Ein „waschechter“ Franzose, Morgan Ringot, war jetzt am Gymnasium Garenfeld zu Gast.

Er reiste in seinem sogenannten FranceMobil, einem Kulturinstitut auf Rädern, an und wurde sofort von Schülern auf dem Hof in Empfang genommen. Der junge Lektor fährt für das Programm FranceMobil, das 2002 von der Robert Bosch Stiftung und der französischen Botschaft in Berlin ins Leben gerufen wurde. Er steuert Kindergärten, Grundschulen und weiterführende Schulen in Deutschland an, um Schüler spielerisch für die französische Sprache und Kultur zu begeistern.

Vorstellung

Zuerst waren Schüler ohne Vorkenntnisse dran.

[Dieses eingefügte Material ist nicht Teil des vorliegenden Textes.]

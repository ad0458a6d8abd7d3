// SPDX-License-Identifier: Apache-2.0
// Copyright 2025 Au-Zone Technologies

use crate::error::CliError;
use clap::Args as ClapArgs;
use espcam::{
    board::Board,
    config::{CameraConfig, CameraConfigBuilder},
    device::CameraDevice,
    driver::Driver,
    format::{FrameSize, GrabMode, PixelFormat},
    registry::DeviceRegistry,
    Error,
};
use serde_json::{Map, Value};
use signal_hook::consts::SIGINT;
use signal_hook::flag;
use std::path::{Path, PathBuf};
use std::str::FromStr;
use std::sync::atomic::AtomicBool;
use std::sync::Arc;

/// Options shared by every subcommand
#[derive(Debug, Clone)]
pub struct Global {
    pub json: bool,
    pub simulate: bool,
    pub board: Option<String>,
}

/// Camera settings accepted by the subcommands that open a camera
#[derive(ClapArgs, Debug, Clone, Default)]
pub struct CameraArgs {
    /// Pixel format (JPEG, RGB565, YUV422, GRAYSCALE, RGB888, ...)
    #[arg(long, value_parser = parse_named::<PixelFormat>)]
    pub pixel_format: Option<PixelFormat>,

    /// Frame size (QVGA, VGA, SVGA, UXGA, ...)
    #[arg(long, value_parser = parse_named::<FrameSize>)]
    pub frame_size: Option<FrameSize>,

    /// JPEG quality, 0 (worst) to 100 (best)
    #[arg(long)]
    pub jpeg_quality: Option<i64>,

    /// Number of frame buffers (1-2)
    #[arg(long)]
    pub fb_count: Option<i64>,

    /// Frame buffer grab mode (WHEN_EMPTY or LATEST)
    #[arg(long, value_parser = parse_named::<GrabMode>)]
    pub grab_mode: Option<GrabMode>,

    /// XCLK frequency in Hz (values below 1000 are taken as MHz)
    #[arg(long)]
    pub xclk_freq: Option<i64>,
}

impl CameraArgs {
    /// Apply the given settings on top of the board defaults
    pub fn config(&self, board: Board) -> Result<CameraConfig, CliError> {
        let mut builder = CameraConfigBuilder::new(board.defaults());
        if let Some(format) = self.pixel_format {
            builder = builder.with_pixel_format(format);
        }
        if let Some(size) = self.frame_size {
            builder = builder.with_frame_size(size);
        }
        if let Some(quality) = self.jpeg_quality {
            builder = builder.with_jpeg_quality(quality);
        }
        if let Some(count) = self.fb_count {
            builder = builder.with_fb_count(count);
        }
        if let Some(mode) = self.grab_mode {
            builder = builder.with_grab_mode(mode);
        }
        if let Some(freq) = self.xclk_freq {
            builder = builder.with_xclk_freq(freq);
        }
        Ok(builder.build()?)
    }

    /// The same settings as binding keyword arguments
    pub fn kwargs(&self) -> Map<String, Value> {
        let mut kwargs = Map::new();
        if let Some(format) = self.pixel_format {
            kwargs.insert("pixel_format".into(), Value::from(format.name()));
        }
        if let Some(size) = self.frame_size {
            kwargs.insert("frame_size".into(), Value::from(size.name()));
        }
        if let Some(quality) = self.jpeg_quality {
            kwargs.insert("jpeg_quality".into(), Value::from(quality));
        }
        if let Some(count) = self.fb_count {
            kwargs.insert("fb_count".into(), Value::from(count));
        }
        if let Some(mode) = self.grab_mode {
            kwargs.insert("grab_mode".into(), Value::from(mode.name()));
        }
        if let Some(freq) = self.xclk_freq {
            kwargs.insert("xclk_freq".into(), Value::from(freq));
        }
        kwargs
    }
}

/// Parse a closed-set value by its constant name (case-insensitive)
pub fn parse_named<T: FromStr<Err = Error>>(s: &str) -> Result<T, String> {
    s.parse::<T>().map_err(|err| err.to_string())
}

/// Resolve the board from `--board`, the build-time selection, or the
/// AI-Thinker wiring when simulating.
pub fn resolve_board(global: &Global) -> Result<Board, CliError> {
    if let Some(name) = &global.board {
        return Ok(name.parse::<Board>()?);
    }
    if let Some(board) = Board::selected() {
        return Ok(board);
    }
    if global.simulate {
        log::debug!("No board selected, simulating {}", Board::AiThinker);
        return Ok(Board::AiThinker);
    }
    Err(CliError::InvalidArgs(
        "no board selected (use --board or build with ESPCAM_BOARD)".to_string(),
    ))
}

/// Create a camera on `registry` and bring it up
pub fn open_camera<D: Driver>(
    driver: D,
    registry: &DeviceRegistry,
    config: CameraConfig,
) -> Result<CameraDevice<'_, D>, CliError> {
    let mut camera = CameraDevice::new(driver, registry, config);
    camera.init()?;
    log::info!(
        "Camera ready: {} {} {}x{}",
        camera.sensor_name()?,
        camera.config().pixel_format(),
        camera.pixel_width()?,
        camera.pixel_height()?
    );
    Ok(camera)
}

/// Path for the `index`-th of several frames: `frame.jpg` becomes
/// `frame_0003.jpg`.
pub fn numbered_path(path: &Path, index: u32) -> PathBuf {
    let stem = path
        .file_stem()
        .map(|s| s.to_string_lossy().into_owned())
        .unwrap_or_else(|| "frame".to_string());
    let name = match path.extension() {
        Some(ext) => format!("{}_{:04}.{}", stem, index, ext.to_string_lossy()),
        None => format!("{}_{:04}", stem, index),
    };
    path.with_file_name(name)
}

/// Install signal handler for graceful shutdown on Ctrl+C
///
/// Returns an Arc<AtomicBool> that will be set to true when SIGINT is received.
/// Check this flag periodically in your main loop to exit gracefully.
pub fn install_signal_handler() -> Result<Arc<AtomicBool>, CliError> {
    let term = Arc::new(AtomicBool::new(false));

    flag::register(SIGINT, Arc::clone(&term))
        .map_err(|e| CliError::General(format!("Failed to register signal handler: {}", e)))?;

    log::debug!("Installed SIGINT handler");
    Ok(term)
}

Sie lernten schnell, wie sich Franzosen begrüßen, sich vorstellen, wie sie sagen, aus welcher Stadt sie kommen und wie sie ausdrücken , dass sie etwas mögen oder nicht mögen.
Danach warfen sie sich einen großen farbigen Schaumstoffwürfel zu und schon „saßen“ die Zahlen von eins bis sechs und sechs verschiedene Farben.

Ungewohnte Laute

Bei den ungewohnten französischen Lauten, die durch die Nase gesprochen werden, wurde kurzerhand die Nase zugedrückt und schon war ihre Aussprache gemeistert. Beim Memory-Spiel war dann Konzentration gefragt, aber schnell waren alle deutsch-französischen Paare gefunden. Dabei gab es so manchen Aha-Effekt: Orangina ist aus Frankreich, passt also zur Apfelschorle so wie natürlich Brötchen und Croissant zusammengehören.

Memory

Die Lerngruppen wechselten sich mit den Älteren ab und die Spiele „wuchsen“ mit ihnen. Das Memory verlangte nun eine Zuordnung von Redewendungen und die Schüler erfuhren zum Beispiel, dass die Franzosen keinen Frosch, sondern eine Katze im Hals haben.
Der Würfel wurde dann durch einen großen Ball ersetzt, dessen Oberfläche übersät war mit Satzanfängen, natürlich auf Französisch, wie zum Beispiel „Meine schönsten Ferien...,Der schönste Tag meines Lebens..., Mein liebster Zeitvertreib...“

Chanson

Die Zeit verging wie im Flug und ein Abstecher zum französischen Chanson durfte am Ende selbstverständlich auch nicht fehlen und so mancher Fuß wippte im Takt. Viele Schüler wollten nach diesem abwechslungsreichen Vormittag von Morgan wissen, ob er nicht das nächste Jahr wiederkommen könne.